We are, of course and in addition, in the midst of the Q3 earnings cycle; halfway through the sequence, while the numbers have been strong, they haven’t been strong enough to offset the other nonsense plaguing our senses. what is anoxic brain encephalopathy I will cop to being among the crowd that in the wake of the unfolding equity selloff, half hoped and more than half expected that the market would be bailed out by tech leaders. But it’s been a mixed bag thus far. In a touching nod to the nostalgic days of dog-eared copies of “Zen”, the positive hit parade was led by two old school tech companies: Microsoft and Intel, but even here investors weren’t overly impressed.

Then those new-age darlings, our current objects of infatuation: Alphabet and Amazon, took to the podium on Thursday and managed to disappoint.
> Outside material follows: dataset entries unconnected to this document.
use serde_json::json;
use shared::{
    error::ApiException,
    protocol::{ApiResponse, AuthPayload, CurrentUserPayload, LoginRequest, RegisterRequest},
};

use crate::gateway::{ApiGateway, CallOptions};

pub async fn login(gateway: &ApiGateway, request: &LoginRequest) -> ApiResponse {
    gateway
        .post(
            "/auth/login",
            json!({ "username": request.username, "password": request.password }),
        )
        .await
}

pub async fn register(gateway: &ApiGateway, request: &RegisterRequest) -> ApiResponse {
    gateway
        .post(
            "/auth/register",
            json!({
                "username": request.username,
                "email": request.email,
                "password": request.password,
            }),
        )
        .await
}

/// Identity behind the current token. Quiet: a failed check shows no toast
/// beyond the gateway's own unauthorized handling.
pub async fn current_user(gateway: &ApiGateway) -> Result<CurrentUserPayload, ApiException> {
    gateway
        .call("/auth/user", CallOptions::get().quiet())
        .await
        .into_data()
}

pub async fn logout(gateway: &ApiGateway) -> ApiResponse {
    gateway
        .call("/logout", CallOptions::post().quiet())
        .await
}

/// Decodes the `data` of a login or register answer. `Ok(None)` when the
/// backend accepted the call without issuing a token.
pub fn auth_payload(response: ApiResponse) -> Result<Option<AuthPayload>, ApiException> {
    let data = response.into_result()?;
    if data.get("token").and_then(|token| token.as_str()).is_none() {
        return Ok(None);
    }
    ApiResponse::success(Some(data)).into_data().map(Some)
}
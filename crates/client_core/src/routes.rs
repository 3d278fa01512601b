//! Page tables of the two products this client drives.

use shared::domain::Role;

use crate::{
    router::{RoleGuard, Route, RouteError, RouteTable},
    views::{FetchView, StaticView},
};

pub const ADMIN_REQUIRED_MESSAGE: &str = "administrator access required";
pub const AUTHOR_REQUIRED_MESSAGE: &str = "only authors can write articles";
pub const SELLER_REQUIRED_MESSAGE: &str = "please log in with a seller account";

fn admin_only() -> RoleGuard {
    RoleGuard::new([Role::Admin], "/", ADMIN_REQUIRED_MESSAGE)
}

/// Blog: articles, comments, notifications and the admin area.
pub fn blog_routes() -> Result<RouteTable, RouteError> {
    let authors = || RoleGuard::new([Role::Admin, Role::Author], "/", AUTHOR_REQUIRED_MESSAGE);

    let routes = vec![
        Route::new(
            "home",
            "/",
            FetchView::new("home", "Latest articles")
                .source("articles", "/articles")
                .source("categories", "/categories")
                .source("tags", "/tags"),
        )?,
        Route::new("login", "/login", StaticView::new("login", "Log in"))?,
        Route::new("register", "/register", StaticView::new("register", "Sign up"))?,
        Route::new(
            "article",
            "/article/:id",
            FetchView::new("article", "Article")
                .source("article", "/articles/{id}")
                .source("comments", "/articles/{id}/comments"),
        )?,
        Route::new(
            "search",
            "/search",
            FetchView::new("search", "Search").source("results", "/search?q={q}"),
        )?,
        Route::new(
            "notifications",
            "/notifications",
            FetchView::new("notifications", "Notifications")
                .source("notifications", "/notifications"),
        )?
        .protected(),
        Route::new(
            "my_articles",
            "/my-articles",
            FetchView::new("my_articles", "My articles").source("articles", "/articles?mine=1"),
        )?
        .restricted(authors()),
        Route::new(
            "editor",
            "/editor",
            FetchView::new("editor", "New article")
                .source("categories", "/categories")
                .source("tags", "/tags"),
        )?
        .restricted(authors()),
        Route::new(
            "editor_edit",
            "/editor/:id",
            FetchView::new("editor", "Edit article")
                .source("article", "/articles/{id}")
                .source("categories", "/categories")
                .source("tags", "/tags"),
        )?
        .restricted(authors()),
        Route::new(
            "admin_users",
            "/admin/users",
            FetchView::new("admin_users", "Users").source("users", "/admin/users"),
        )?
        .restricted(admin_only()),
        Route::new(
            "admin_comments",
            "/admin/comments",
            FetchView::new("admin_comments", "Pending comments")
                .source("comments", "/admin/comments/pending"),
        )?
        .restricted(admin_only()),
        Route::new(
            "admin",
            "/admin/*page",
            StaticView::new("admin", "Administration"),
        )?
        .restricted(admin_only()),
    ];
    Ok(RouteTable::new(routes))
}

/// Marketplace: catalog, cart, orders, seller and admin back offices.
pub fn shop_routes() -> Result<RouteTable, RouteError> {
    let sellers = || RoleGuard::new([Role::Seller], "/login", SELLER_REQUIRED_MESSAGE);
    let seller_dashboard = || {
        FetchView::new("seller_dashboard", "Seller dashboard")
            .source("stats", "/seller/order/stats")
            .source("products", "/seller/products")
            .source("orders", "/seller/orders")
    };
    let admin_dashboard = || {
        FetchView::new("admin_dashboard", "Administration").source("stats", "/admin/order/stats")
    };
    let home = || {
        FetchView::new("home", "Home")
            .source("categories", "/categories")
            .source("hot", "/products/hot?limit=8")
            .source("new", "/products/new?limit=8")
    };

    let routes = vec![
        Route::new("home", "/", home())?,
        Route::new("home", "/index.html", home())?,
        Route::new("login", "/login", StaticView::new("login", "Log in"))?,
        Route::new("register", "/register", StaticView::new("register", "Sign up"))?,
        Route::new(
            "products",
            "/products",
            FetchView::new("products", "Products").source("products", "/products"),
        )?,
        Route::new(
            "product",
            "/product/:id",
            FetchView::new("product", "Product")
                .source("product", "/product?id={id}")
                .optional_source("reviews", "/reviews?product_id={id}"),
        )?,
        Route::new(
            "cart",
            "/cart",
            FetchView::new("cart", "Cart").source("cart", "/cart"),
        )?
        .protected(),
        Route::new(
            "checkout",
            "/checkout",
            FetchView::new("checkout", "Checkout")
                .source("cart", "/cart")
                .source("addresses", "/addresses"),
        )?
        .protected(),
        Route::new(
            "orders",
            "/orders",
            FetchView::new("orders", "My orders").source("orders", "/orders"),
        )?
        .protected(),
        Route::new(
            "order",
            "/order/:id",
            FetchView::new("order", "Order").source("order", "/order?id={id}"),
        )?
        .protected(),
        Route::new(
            "profile",
            "/user/profile",
            FetchView::new("profile", "Profile").source("user", "/auth/user"),
        )?
        .protected(),
        Route::new(
            "addresses",
            "/user/addresses",
            FetchView::new("addresses", "Addresses").source("addresses", "/addresses"),
        )?
        .protected(),
        Route::new("seller_dashboard", "/seller/dashboard", seller_dashboard())?
            .restricted(sellers()),
        Route::new(
            "seller_products",
            "/seller/products",
            FetchView::new("seller_products", "My products").source("products", "/seller/products"),
        )?
        .restricted(sellers()),
        Route::new(
            "seller_orders",
            "/seller/orders",
            FetchView::new("seller_orders", "Shop orders").source("orders", "/seller/orders"),
        )?
        .restricted(sellers()),
        Route::new(
            "seller_reviews",
            "/seller/reviews",
            FetchView::new("seller_reviews", "Reviews").source("reviews", "/seller/reviews"),
        )?
        .restricted(sellers()),
        Route::new("seller", "/seller/*page", seller_dashboard())?.restricted(sellers()),
        Route::new(
            "admin_users",
            "/admin/users",
            FetchView::new("admin_users", "Users").source("users", "/admin/users"),
        )?
        .restricted(admin_only()),
        Route::new(
            "admin_sellers",
            "/admin/sellers",
            FetchView::new("admin_sellers", "Sellers").source("sellers", "/admin/sellers"),
        )?
        .restricted(admin_only()),
        Route::new(
            "admin_products",
            "/admin/products",
            FetchView::new("admin_products", "Products").source("products", "/admin/products"),
        )?
        .restricted(admin_only()),
        Route::new(
            "admin_orders",
            "/admin/orders",
            FetchView::new("admin_orders", "Orders").source("orders", "/admin/orders"),
        )?
        .restricted(admin_only()),
        Route::new("admin", "/admin/*page", admin_dashboard())?.restricted(admin_only()),
    ];
    Ok(RouteTable::new(routes))
}
//! Marketplace endpoints: catalog, cart, orders, addresses, reviews, seller
//! tools and the admin back office.

use serde_json::{json, Value};
use shared::{
    domain::{AddressId, CartItemId, OrderId, ProductId, ReviewId, UserId},
    protocol::ApiResponse,
};

use super::with_query;
use crate::gateway::ApiGateway;

pub async fn categories(gateway: &ApiGateway) -> ApiResponse {
    gateway.get("/categories").await
}

pub async fn hot_products(gateway: &ApiGateway, limit: u32) -> ApiResponse {
    gateway
        .get(&with_query("/products/hot", &[("limit", limit.to_string().as_str())]))
        .await
}

pub async fn new_products(gateway: &ApiGateway, limit: u32) -> ApiResponse {
    gateway
        .get(&with_query("/products/new", &[("limit", limit.to_string().as_str())]))
        .await
}

#[derive(Debug, Clone, Default)]
pub struct ProductQuery {
    pub category_id: Option<i64>,
    pub keyword: Option<String>,
    pub page: Option<u32>,
}

pub async fn products(gateway: &ApiGateway, query: &ProductQuery) -> ApiResponse {
    let category = query.category_id.map(|id| id.to_string());
    let page = query.page.map(|page| page.to_string());

    let mut pairs = Vec::new();
    if let Some(category) = category.as_deref() {
        pairs.push(("category_id", category));
    }
    if let Some(keyword) = query.keyword.as_deref() {
        pairs.push(("keyword", keyword));
    }
    if let Some(page) = page.as_deref() {
        pairs.push(("page", page));
    }
    gateway.get(&with_query("/products", &pairs)).await
}

pub async fn product(gateway: &ApiGateway, id: ProductId) -> ApiResponse {
    gateway
        .get(&with_query("/product", &[("id", id.to_string().as_str())]))
        .await
}

pub async fn reviews(gateway: &ApiGateway, product: ProductId) -> ApiResponse {
    gateway
        .get(&with_query("/reviews", &[("product_id", product.to_string().as_str())]))
        .await
}

pub async fn cart(gateway: &ApiGateway) -> ApiResponse {
    gateway.get("/cart").await
}

pub async fn cart_count(gateway: &ApiGateway) -> ApiResponse {
    gateway.get("/cart/count").await
}

pub async fn add_to_cart(gateway: &ApiGateway, product: ProductId, quantity: u32) -> ApiResponse {
    gateway
        .post(
            "/cart/add",
            json!({ "product_id": product, "quantity": quantity }),
        )
        .await
}

pub async fn update_cart_item(gateway: &ApiGateway, id: CartItemId, quantity: u32) -> ApiResponse {
    gateway
        .post("/cart/update", json!({ "id": id, "quantity": quantity }))
        .await
}

/// The backend stores selection as `1`/`0`.
pub async fn select_cart_item(gateway: &ApiGateway, id: CartItemId, selected: bool) -> ApiResponse {
    gateway
        .post(
            "/cart/select",
            json!({ "id": id, "selected": u8::from(selected) }),
        )
        .await
}

pub async fn select_all_cart_items(gateway: &ApiGateway, selected: bool) -> ApiResponse {
    gateway
        .post("/cart/select-all", json!({ "selected": u8::from(selected) }))
        .await
}

pub async fn delete_cart_item(gateway: &ApiGateway, id: CartItemId) -> ApiResponse {
    gateway
        .delete(&with_query("/cart/delete", &[("id", id.to_string().as_str())]))
        .await
}

pub async fn clear_cart(gateway: &ApiGateway) -> ApiResponse {
    gateway.post("/cart/clear", json!({})).await
}

/// Creates an order from the selected cart items.
pub async fn create_order(gateway: &ApiGateway, address: AddressId, remark: Option<&str>) -> ApiResponse {
    gateway
        .post(
            "/order/create",
            json!({ "address_id": address, "remark": remark.unwrap_or_default() }),
        )
        .await
}

pub async fn pay_order(gateway: &ApiGateway, order: OrderId, pay_type: &str) -> ApiResponse {
    gateway
        .post("/order/pay", json!({ "order_id": order, "pay_type": pay_type }))
        .await
}

pub async fn cancel_order(gateway: &ApiGateway, order: OrderId) -> ApiResponse {
    gateway
        .post("/order/cancel", json!({ "order_id": order }))
        .await
}

pub async fn confirm_receipt(gateway: &ApiGateway, order: OrderId) -> ApiResponse {
    gateway
        .post("/order/receive", json!({ "order_id": order }))
        .await
}

/// `status` filters by order state when set.
pub async fn orders(gateway: &ApiGateway, status: Option<i64>) -> ApiResponse {
    let status = status.map(|status| status.to_string());
    let pairs: Vec<(&str, &str)> = status.as_deref().map(|s| ("status", s)).into_iter().collect();
    gateway.get(&with_query("/orders", &pairs)).await
}

pub async fn order(gateway: &ApiGateway, id: OrderId) -> ApiResponse {
    gateway
        .get(&with_query("/order", &[("id", id.to_string().as_str())]))
        .await
}

pub async fn addresses(gateway: &ApiGateway) -> ApiResponse {
    gateway.get("/addresses").await
}

pub async fn create_address(gateway: &ApiGateway, address: Value) -> ApiResponse {
    gateway.post("/address/create", address).await
}

/// `address` must carry its `id`.
pub async fn update_address(gateway: &ApiGateway, address: Value) -> ApiResponse {
    gateway.post("/address/update", address).await
}

pub async fn delete_address(gateway: &ApiGateway, id: AddressId) -> ApiResponse {
    gateway
        .delete(&with_query("/address/delete", &[("id", id.to_string().as_str())]))
        .await
}

pub async fn set_default_address(gateway: &ApiGateway, id: AddressId) -> ApiResponse {
    gateway
        .post("/address/default", json!({ "id": id }))
        .await
}

pub async fn seller_products(gateway: &ApiGateway) -> ApiResponse {
    gateway.get("/seller/products").await
}

pub async fn seller_create_product(gateway: &ApiGateway, product: Value) -> ApiResponse {
    gateway.post("/seller/product/create", product).await
}

/// `product` must carry its `id`.
pub async fn seller_update_product(gateway: &ApiGateway, product: Value) -> ApiResponse {
    gateway.post("/seller/product/update", product).await
}

pub async fn seller_delete_product(gateway: &ApiGateway, id: ProductId) -> ApiResponse {
    gateway
        .delete(&with_query("/seller/product/delete", &[("id", id.to_string().as_str())]))
        .await
}

pub async fn seller_update_stock(gateway: &ApiGateway, product: ProductId, quantity: i64) -> ApiResponse {
    gateway
        .post(
            "/seller/product/stock",
            json!({ "product_id": product, "quantity": quantity }),
        )
        .await
}

pub async fn seller_orders(gateway: &ApiGateway) -> ApiResponse {
    gateway.get("/seller/orders").await
}

pub async fn ship_order(gateway: &ApiGateway, order: OrderId, tracking_no: &str) -> ApiResponse {
    gateway
        .post(
            "/seller/order/ship",
            json!({ "order_id": order, "tracking_no": tracking_no }),
        )
        .await
}

pub async fn seller_order_stats(gateway: &ApiGateway) -> ApiResponse {
    gateway.get("/seller/order/stats").await
}

pub async fn seller_reviews(gateway: &ApiGateway) -> ApiResponse {
    gateway.get("/seller/reviews").await
}

pub async fn reply_review(gateway: &ApiGateway, review: ReviewId, reply: &str) -> ApiResponse {
    gateway
        .post(
            "/seller/review/reply",
            json!({ "review_id": review, "reply": reply }),
        )
        .await
}

/// Shop name, description and logo of the current seller.
pub async fn update_seller_info(gateway: &ApiGateway, shop: Value) -> ApiResponse {
    gateway.post("/user/seller", shop).await
}

/// Reviews a product of a completed order. `rating` is 1 to 5.
pub async fn create_review(
    gateway: &ApiGateway,
    order: OrderId,
    product: ProductId,
    rating: u8,
    content: &str,
) -> ApiResponse {
    gateway
        .post(
            "/review/create",
            json!({
                "order_id": order,
                "product_id": product,
                "rating": rating,
                "content": content,
            }),
        )
        .await
}

pub async fn admin_order_stats(gateway: &ApiGateway) -> ApiResponse {
    gateway.get("/admin/order/stats").await
}

pub async fn admin_update_user_status(gateway: &ApiGateway, user: UserId, status: i64) -> ApiResponse {
    gateway
        .post("/admin/user/status", json!({ "user_id": user, "status": status }))
        .await
}

pub async fn admin_update_seller_status(gateway: &ApiGateway, seller: i64, status: i64) -> ApiResponse {
    gateway
        .post(
            "/admin/seller/status",
            json!({ "seller_id": seller, "status": status }),
        )
        .await
}

pub async fn admin_update_product_status(
    gateway: &ApiGateway,
    product: ProductId,
    status: i64,
) -> ApiResponse {
    gateway
        .post(
            "/admin/product/status",
            json!({ "product_id": product, "status": status }),
        )
        .await
}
Both stocks sold off hard on Friday, giving the lie to the false bottom hopes that manifested in the preceding session.

Next week brings further profit tidings, including those from Zuck (FB) and Cook (AAPL), but unless they blow the doors off (doubtful), investors are more likely than not to view the slightest blemishes as further reason to bail – on these names and on the market as a whole.
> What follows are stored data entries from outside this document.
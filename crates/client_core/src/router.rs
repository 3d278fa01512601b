use std::{cmp::Reverse, collections::BTreeMap, sync::Arc};

use serde::Serialize;
use shared::domain::{Role, User};
use thiserror::Error;
use tokio::sync::{broadcast, Mutex};
use tracing::{debug, info, warn};
use url::form_urlencoded;

use crate::{
    events::{ClientEvent, ToastLevel},
    gateway::ApiGateway,
    session::SessionState,
    views::{NotFoundView, RouteContext, View, ViewError, ViewHandler},
};

pub const LOAD_FAILED_MESSAGE: &str = "failed to load page";
const MAX_REDIRECTS: usize = 3;

#[derive(Debug, Error, PartialEq, Eq)]
pub enum RouteError {
    #[error("invalid route pattern '{pattern}': {reason}")]
    InvalidPattern { pattern: String, reason: String },
}

#[derive(Debug, Clone, PartialEq, Eq)]
enum Segment {
    Literal(String),
    Param(String),
    Rest(String),
}

/// `/product/:id`, `/admin/users`, `/seller/*page`.
///
/// `:name` captures one segment; a trailing `*name` captures the remaining
/// segments joined by `/`, possibly none (`/seller/` yields `page = ""`).
#[derive(Debug, Clone, PartialEq, Eq)]
pub struct RoutePattern {
    raw: String,
    segments: Vec<Segment>,
}

impl RoutePattern {
    pub fn parse(raw: &str) -> Result<Self, RouteError> {
        let invalid = |reason: &str| RouteError::InvalidPattern {
            pattern: raw.to_string(),
            reason: reason.to_string(),
        };
        if !raw.starts_with('/') {
            return Err(invalid("must start with '/'"));
        }

        let parts: Vec<&str> = split_segments(raw).collect();
        let mut segments = Vec::with_capacity(parts.len());
        for (index, part) in parts.iter().enumerate() {
            let segment = if let Some(name) = part.strip_prefix(':') {
                if name.is_empty() {
                    return Err(invalid("parameter without a name"));
                }
                Segment::Param(name.to_string())
            } else if let Some(name) = part.strip_prefix('*') {
                if name.is_empty() {
                    return Err(invalid("wildcard without a name"));
                }
                if index + 1 != parts.len() {
                    return Err(invalid("wildcard must be the last segment"));
                }
                Segment::Rest(name.to_string())
            } else {
                Segment::Literal((*part).to_string())
            };
            segments.push(segment);
        }

        Ok(Self {
            raw: raw.to_string(),
            segments,
        })
    }

    pub fn as_str(&self) -> &str {
        &self.raw
    }

    pub fn is_exact(&self) -> bool {
        self.segments
            .iter()
            .all(|segment| matches!(segment, Segment::Literal(_)))
    }

    /// Sort key for parametrized routes: more literal segments first, then
    /// longer patterns, wildcards last.
    fn specificity(&self) -> (Reverse<usize>, Reverse<usize>, bool) {
        let literals = self
            .segments
            .iter()
            .filter(|segment| matches!(segment, Segment::Literal(_)))
            .count();
        let has_rest = matches!(self.segments.last(), Some(Segment::Rest(_)));
        (Reverse(literals), Reverse(self.segments.len()), has_rest)
    }

    pub fn matches(&self, path: &str) -> Option<BTreeMap<String, String>> {
        let parts: Vec<&str> = split_segments(path).collect();
        let mut params = BTreeMap::new();

        for (index, segment) in self.segments.iter().enumerate() {
            match segment {
                Segment::Literal(literal) => {
                    if parts.get(index) != Some(&literal.as_str()) {
                        return None;
                    }
                }
                Segment::Param(name) => {
                    params.insert(name.clone(), (*parts.get(index)?).to_string());
                }
                Segment::Rest(name) => {
                    let rest = parts.get(index..).unwrap_or_default();
                    params.insert(name.clone(), rest.join("/"));
                    return Some(params);
                }
            }
        }

        (parts.len() == self.segments.len()).then_some(params)
    }
}

fn split_segments(path: &str) -> impl Iterator<Item = &str> {
    path.split('/').filter(|segment| !segment.is_empty())
}

/// Roles a page admits, and where everyone else is sent.
#[derive(Debug, Clone, PartialEq, Eq)]
pub struct RoleGuard {
    roles: Vec<Role>,
    redirect: String,
    message: String,
}
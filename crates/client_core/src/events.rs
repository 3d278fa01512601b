//! Notifications published to whatever draws the client (toasts, header, page).

use serde::Serialize;

use crate::router::ViewState;

#[derive(Debug, Clone, Copy, PartialEq, Eq, Serialize)]
#[serde(rename_all = "snake_case")]
pub enum ToastLevel {
    Info,
    Success,
    Warning,
    Error,
}

#[derive(Debug, Clone, Serialize)]
#[serde(tag = "event", rename_all = "snake_case")]
pub enum ClientEvent {
    /// Transient user-visible message.
    Toast { level: ToastLevel, message: String },
    /// Login state changed; navigation and header must be redrawn.
    SessionChanged {
        authenticated: bool,
        username: Option<String>,
    },
    ViewChanged { view: ViewState },
    Redirected { from: String, to: String },
}

impl ClientEvent {
    pub fn toast(level: ToastLevel, message: impl Into<String>) -> Self {
        Self::Toast {
            level,
            message: message.into(),
        }
    }
}
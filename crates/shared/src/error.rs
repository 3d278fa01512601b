use serde::{Deserialize, Serialize};
use thiserror::Error;

/// Why a gateway call did not produce data.
#[derive(Debug, Clone, Copy, PartialEq, Eq, Serialize, Deserialize)]
#[serde(rename_all = "snake_case")]
pub enum FailureKind {
    /// Backend unreachable, body unreadable or not a recognised envelope.
    Transport,
    /// Backend answered with a non-success envelope other than unauthorized.
    Application,
    /// Credentials missing or expired.
    Unauthorized,
}

#[derive(Debug, Clone, PartialEq, Serialize, Deserialize)]
pub struct ApiFailure {
    pub kind: FailureKind,
    /// Numeric code from the envelope or the HTTP status, when one exists.
    #[serde(default, skip_serializing_if = "Option::is_none")]
    pub code: Option<i64>,
    pub message: String,
}

impl ApiFailure {
    pub fn new(kind: FailureKind, code: Option<i64>, message: impl Into<String>) -> Self {
        Self {
            kind,
            code,
            message: message.into(),
        }
    }

    pub fn transport(message: impl Into<String>) -> Self {
        Self::new(FailureKind::Transport, None, message)
    }

    pub fn application(code: Option<i64>, message: impl Into<String>) -> Self {
        Self::new(FailureKind::Application, code, message)
    }

    pub fn unauthorized(message: impl Into<String>) -> Self {
        Self::new(FailureKind::Unauthorized, Some(401), message)
    }

    pub fn is_unauthorized(&self) -> bool {
        self.kind == FailureKind::Unauthorized
    }
}

#[derive(Debug, Error)]
#[error("{kind:?}: {message}")]
pub struct ApiException {
    pub kind: FailureKind,
    pub code: Option<i64>,
    pub message: String,
}

impl From<ApiFailure> for ApiException {
    fn from(value: ApiFailure) -> Self {
        Self {
            kind: value.kind,
            code: value.code,
            message: value.message,
        }
    }
}

impl From<ApiException> for ApiFailure {
    fn from(value: ApiException) -> Self {
        Self {
            kind: value.kind,
            code: value.code,
            message: value.message,
        }
    }
}

/// Raised when a response body cannot be mapped onto either envelope.
#[derive(Debug, Error, PartialEq, Eq)]
pub enum ProtocolError {
    #[error("response body is not valid JSON: {0}")]
    InvalidJson(String),
    #[error("response body is not a JSON object")]
    NotAnObject,
    #[error("response envelope has neither a `success` flag nor a numeric `code`")]
    UnknownEnvelope,
    #[error("expected a `{expected}` field in the response envelope")]
    MissingField { expected: &'static str },
}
For all of the above, the market seems unambiguously oversold here, and I’ve not much doubt that by mid-week at latest it will have experienced one of those melt-ups that bring hope to every risk-taking heart. But just like Thursday’s encouraging rally, I would caution against extrapolating the bids. nanoxia deep silence 6 Among other matters, any rapid-fire rally will feature a healthy dose of short squeezing.

I think that recent events have probably lowered the multi-quarter ceiling on valuations, but overall, they should trend upward. However, they are unlikely to V bottom; the next sustainable rally cannot, in my judgment, take hold until the volatility subsides. At that point, the prudent among us are likely to identify good entry points and load in.

But we’re gonna have to wait a spell for that happy contingency. In the meantime, I’d recommend that you take a zen-like approach to portfolio construction, reducing grosses wherever possible (like the Buddha living on rice), and holding fast to the core themes in your book that represent – let’s face it – you’re best if not your only chance to get paid.

I might have more to say on this topic further down the road. But not now. First I’ve got to read Pirsig’s book. And, for what it’s worth, I also need to do some work on my Harley Hog. The engine won’t kick over no matter what I try, and, for neither love nor money can I figure out the reason why.